═══ THE DATA

use collabdesk_core::{
    Entity, EntityId, EntityService, Searchable, ServiceError, Validate, ValidationErrors,
};

use crate::PageError;

#[derive(Debug, Clone, Copy, PartialEq, Eq)]
pub enum PageState {
    Loading,
    Loaded,
    Submitting,
}

/// The dialog currently shown over the list. An open dialog exclusively owns
/// the selected record.
#[derive(Debug, Clone, PartialEq)]
pub enum Modal<E> {
    Closed,
    Create,
    Edit(E),
    ConfirmDelete(E),
}

impl<E> Modal<E> {
    #[must_use]
    pub fn is_open(&self) -> bool {
        !matches!(self, Self::Closed)
    }

    #[must_use]
    pub fn selected(&self) -> Option<&E> {
        match self {
            Self::Edit(record) | Self::ConfirmDelete(record) => Some(record),
            Self::Closed | Self::Create => None,
        }
    }
}

/// CRUD screen state for one entity kind over service `S`.
pub struct PageController<E: Entity, S> {
    service: S,
    items: Vec<E>,
    state: PageState,
    modal: Modal<E>,
    search: String,
    field_errors: ValidationErrors,
    banner: Option<String>,
}

impl<E, S> std::fmt::Debug for PageController<E, S>
where
    E: Entity,
{
    fn fmt(&self, f: &mut std::fmt::Formatter<'_>) -> std::fmt::Result {
        f.debug_struct("PageController")
            .field("kind", &E::KIND)
            .field("items", &self.items.len())
            .field("state", &self.state)
            .field("modal", &self.modal)
            .field("banner", &self.banner)
            .finish_non_exhaustive()
    }
}

impl<E, S> PageController<E, S>
where
    E: Entity,
    S: EntityService<E>,
{
    /// A controller that has not loaded anything yet.
    pub fn new(service: S) -> Self {
        Self {
            service,
            items: Vec::new(),
            state: PageState::Loading,
            modal: Modal::Closed,
            search: String::new(),
            field_errors: ValidationErrors::new(),
            banner: None,
        }
    }

    pub fn service(&self) -> &S {
        &self.service
    }

    pub fn items(&self) -> &[E] {
        &self.items
    }

    pub fn state(&self) -> PageState {
        self.state
    }

    pub fn modal(&self) -> &Modal<E> {
        &self.modal
    }

    pub fn search(&self) -> &str {
        &self.search
    }

    pub fn field_errors(&self) -> &ValidationErrors {
        &self.field_errors
    }

    pub fn banner(&self) -> Option<&str> {
        self.banner.as_deref()
    }

    /// Loads the list. On failure the previous list is kept and the error
    /// is shown in the banner.
    pub async fn mount(&mut self) {
        self.state = PageState::Loading;
        let result = self.service.list().await;
        self.finish_load(result);
    }

    pub(crate) fn begin_load(&mut self) {
        self.state = PageState::Loading;
    }

    pub(crate) fn finish_load(&mut self, result: Result<Vec<E>, ServiceError>) {
        match result {
            Ok(items) => {
                self.items = items;
                self.banner = None;
            }
            Err(e) => self.report(&e, "load"),
        }
        self.state = PageState::Loaded;
    }

    /// # Errors
    ///
    /// [`PageError::ModalOpen`] if another dialog is showing.
    pub fn open_create(&mut self) -> Result<(), PageError> {
        self.open(Modal::Create)
    }

    /// Opens the edit dialog for a record in the loaded list.
    ///
    /// # Errors
    ///
    /// [`PageError::ModalOpen`] if another dialog is showing, or
    /// [`PageError::NotLoaded`] if `id` is not in the list.
    pub fn open_edit(&mut self, id: EntityId) -> Result<(), PageError> {
        let record = self.find(id)?;
        self.open(Modal::Edit(record))
    }

    /// # Errors
    ///
    /// Same as [`open_edit`](Self::open_edit).
    pub fn open_delete(&mut self, id: EntityId) -> Result<(), PageError> {
        let record = self.find(id)?;
        self.open(Modal::ConfirmDelete(record))
    }

    /// The edit dialog's pre-filled form.
    pub fn edit_form(&self) -> Option<E::New> {
        match &self.modal {
            Modal::Edit(record) => Some(record.to_new()),
            _ => None,
        }
    }

    pub fn close_modal(&mut self) {
        self.modal = Modal::Closed;
        self.field_errors = ValidationErrors::new();
    }

    /// Submits the open create or edit dialog.
    ///
    /// The form is validated first; failures land in [`field_errors`] and no
    /// call is made. On success the list is reloaded and the dialog closes.
    /// On a service failure the dialog stays open and the banner is set.
    ///
    /// [`field_errors`]: Self::field_errors
    ///
    /// # Errors
    ///
    /// [`PageError::NoDialog`] when neither dialog is open,
    /// [`PageError::Invalid`] on validation failure, or
    /// [`PageError::Service`] when the call fails.
    pub async fn submit(&mut self, form: E::New) -> Result<E, PageError> {
        let target = match &self.modal {
            Modal::Create => None,
            Modal::Edit(record) => Some(record.id()),
            Modal::Closed | Modal::ConfirmDelete(_) => return Err(PageError::NoDialog("form")),
        };

        if let Err(errors) = form.validate() {
            self.field_errors = errors.clone();
            return Err(PageError::Invalid(errors));
        }
        self.field_errors = ValidationErrors::new();

        self.state = PageState::Submitting;
        let result = match target {
            None => self.service.add(form).await,
            Some(id) => self.service.update(id, E::Patch::from(form)).await,
        };

        match result {
            Ok(record) => {
                tracing::info!(kind = %E::KIND, id = record.id(), "record saved");
                self.complete().await;
                Ok(record)
            }
            Err(e) => {
                if let ServiceError::Validation(ref errors) = e {
                    self.field_errors = errors.clone();
                }
                self.report(&e, "save");
                self.state = PageState::Loaded;
                Err(e.into())
            }
        }
    }

    /// Deletes the record in the open confirmation dialog.
    ///
    /// # Errors
    ///
    /// [`PageError::NoDialog`] when no confirmation is showing, or
    /// [`PageError::Service`] when the call fails (dialog stays open).
    pub async fn confirm_delete(&mut self) -> Result<(), PageError> {
        let Modal::ConfirmDelete(record) = &self.modal else {
            return Err(PageError::NoDialog("delete"));
        };
        let id = record.id();

        self.state = PageState::Submitting;
        match self.service.delete(id).await {
            Ok(()) => {
                tracing::info!(kind = %E::KIND, id, "record deleted");
                self.complete().await;
                Ok(())
            }
            Err(e) => {
                self.report(&e, "delete");
                self.state = PageState::Loaded;
                Err(e.into())
            }
        }
    }

    pub fn set_search(&mut self, term: impl Into<String>) {
        self.search = term.into();
    }

    /// Re-lists after a successful mutation and closes the dialog.
    async fn complete(&mut self) {
        self.close_modal();
        self.banner = None;
        let result = self.service.list().await;
        self.finish_load(result);
    }

    fn open(&mut self, modal: Modal<E>) -> Result<(), PageError> {
        if self.modal.is_open() {
            return Err(PageError::ModalOpen);
        }
        self.modal = modal;
        self.field_errors = ValidationErrors::new();
        Ok(())
    }

    fn find(&self, id: EntityId) -> Result<E, PageError> {
        self.items
            .iter()
            .find(|item| item.id() == id)
            .cloned()
            .ok_or(PageError::NotLoaded { kind: E::KIND, id })
    }

    fn report(&mut self, error: &ServiceError, action: &str) {
        tracing::error!(kind = %E::KIND, action, error = %error, "page operation failed");
        self.banner = Some(format!("Failed to {action} {}: {error}", E::KIND));
    }
}

impl<E, S> PageController<E, S>
where
    E: Entity + Searchable,
    S: EntityService<E>,
{
    /// Loaded records matching the search term, in list order.
    pub fn visible(&self) -> Vec<&E> {
        collabdesk_core::filter(&self.items, &self.search)
    }
}

#[cfg(test)]
mod tests {
    use super::*;

    #[test]
    fn modal_selection() {
        let closed: Modal<u8> = Modal::Closed;
        assert!(!closed.is_open());
        assert!(closed.selected().is_none());
        assert!(Modal::<u8>::Create.is_open());
        assert_eq!(Modal::Edit(3u8).selected(), Some(&3));
        assert_eq!(Modal::ConfirmDelete(4u8).selected(), Some(&4));
    }
}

══════

● **YOUR TASK**
Reply with the number of lines in the data that include the string "PageState" and nothing else.

● **PROBLEM SOLUTION**
11